Il y a eu une guerre le 6 mai, et nous l’avons perdue

Par Spartakus FreeMann

Quand les loups arrondissent les angles autour de la pierre cubique.

 « Dans le milieu même de l’éso, il y a – je l’affirme – deux camps qui ne peuvent cohabiter. Non ! Il n’y a pas – il n’y a jamais eu – de fraternité avec ceux qui un jour vous cracheront leur haine toute fraternelle dans la gueule ; non, il n’y a pas de grandeur d’âme à accepter de partager la salle humide avec une raclure raciste et fasciste – fut-elle pseudo-initiée »

 Un sur cinq, mauvaise réception… Deux personnes sur dix dans la rue… C’est peu, c’est trop. Tout le monde se félicite que la blondasse soit écartée – cette fois au moins. Tout le monde pousse un gros soupir de soulagement.

Après, il y a Charybde et Scylla : un petit nerveux, vulgaire et pas populaire ; et son clone mou, ravalé de la façade et diplômé Dukan. Excusez du peu, le réveil est dur.

 Il y avait un choix ce 6 mai, et ce choix devait se faire en avril. Rendez-vous raté ; électeurs ratés, demi fausses couches démocratiques – le joli maux que voilà ! Apeurés et aveugles, ils titubent vers l’isoloir, le confessionnal de leur haine, de leur humanité décomposée. On ne peut pas leur en vouloir – je me fracasse avec le caillou avant de leur jeter – 10 heures de purée inconsistante, de faux-semblants, de démarches titubées, de castrations minutées pour se réfugier dans l’adoration d’un écran plat. Chemin de mort, mais pas tout de suite. Non, d’abord il faut vivre effrayé le plus longtemps possible. Faire tourner la machine aussi – cette finalité qui fait avancer.
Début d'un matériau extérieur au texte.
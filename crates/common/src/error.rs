//! Error types shared across Newsframe crates.

use std::path::PathBuf;

/// Top-level error type for Newsframe operations.
///
/// The first five variants are the rendering core's failure conditions.
/// Each is raised at the point of detection and is terminal for the
/// request that triggered it.
#[derive(Debug, thiserror::Error)]
pub enum NewsframeError {
    #[error("Layout error: {message}")]
    Layout { message: String },

    #[error("Invalid ROI: {message}")]
    InvalidRoi { message: String },

    #[error("Unsupported direction: {direction}")]
    UnsupportedDirection { direction: String },

    #[error("Degenerate image: {message}")]
    DegenerateImage { message: String },

    #[error("Encoding error: {message}")]
    Encoding { message: String },

    #[error("Font error: {message}")]
    Font { message: String },

    #[error("Configuration error: {message}")]
    Config { message: String },

    #[error("File not found: {path}")]
    FileNotFound { path: PathBuf },

    #[error("Unsupported operation: {message}")]
    Unsupported { message: String },

    #[error(transparent)]
    Io(#[from] std::io::Error),

    #[error(transparent)]
    Json(#[from] serde_json::Error),

    #[error(transparent)]
    Other(#[from] anyhow::Error),
}

/// Result type alias using NewsframeError.
pub type NewsframeResult<T> = Result<T, NewsframeError>;

impl NewsframeError {
    pub fn layout(msg: impl Into<String>) -> Self {
        Self::Layout {
            message: msg.into(),
        }
    }

    pub fn invalid_roi(msg: impl Into<String>) -> Self {
        Self::InvalidRoi {
            message: msg.into(),
        }
    }

    pub fn unsupported_direction(direction: impl Into<String>) -> Self {
        Self::UnsupportedDirection {
            direction: direction.into(),
        }
    }

    pub fn degenerate_image(msg: impl Into<String>) -> Self {
        Self::DegenerateImage {
            message: msg.into(),
        }
    }

    pub fn encoding(msg: impl Into<String>) -> Self {
        Self::Encoding {
            message: msg.into(),
        }
    }

    pub fn font(msg: impl Into<String>) -> Self {
        Self::Font {
            message: msg.into(),
        }
    }

    pub fn config(msg: impl Into<String>) -> Self {
        Self::Config {
            message: msg.into(),
        }
    }

    pub fn unsupported(msg: impl Into<String>) -> Self {
        Self::Unsupported {
            message: msg.into(),
        }
    }

    /// Short machine-readable name of the failure condition.
    pub fn kind(&self) -> &'static str {
        match self {
            Self::Layout { .. } => "layout",
            Self::InvalidRoi { .. } => "invalid_roi",
            Self::UnsupportedDirection { .. } => "unsupported_direction",
            Self::DegenerateImage { .. } => "degenerate_image",
            Self::Encoding { .. } => "encoding",
            Self::Font { .. } => "font",
            Self::Config { .. } => "config",
            Self::FileNotFound { .. } => "file_not_found",
            Self::Unsupported { .. } => "unsupported",
            Self::Io(_) => "io",
            Self::Json(_) => "json",
            Self::Other(_) => "other",
        }
    }
}

#[cfg(test)]
mod tests {
    use super::*;

    #[test]
    fn test_display_includes_message() {
        let err = NewsframeError::layout("highlight \"foo\" not found");
        assert_eq!(err.to_string(), "Layout error: highlight \"foo\" not found");
        assert_eq!(err.kind(), "layout");
    }

    #[test]
    fn test_unsupported_direction_names_token() {
        let err = NewsframeError::unsupported_direction("sideways");
        assert_eq!(err.to_string(), "Unsupported direction: sideways");
    }

    #[test]
    fn test_io_error_converts() {
        fn fails() -> NewsframeResult<()> {
            Err(std::io::Error::new(std::io::ErrorKind::NotFound, "gone"))?
        }
        assert_eq!(fails().unwrap_err().kind(), "io");
    }
}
On s’indigne dans les villes du monde, mais pas en France ; pas trop ou alors trop peu. S’indigner c’est bien, c’est le premier pas vers les coups, la taule, les emmerdes. Ce moment délicat du début du voyage vers la fin de l’ennui. On s’indigne, on prend des coups, puis on continue. On se révolte, on hurle avec ses poings, voyez-vous. On ne se contente plus de défiler en rond sous l’œil amusé des médias, on se répand comme la peste, au mieux.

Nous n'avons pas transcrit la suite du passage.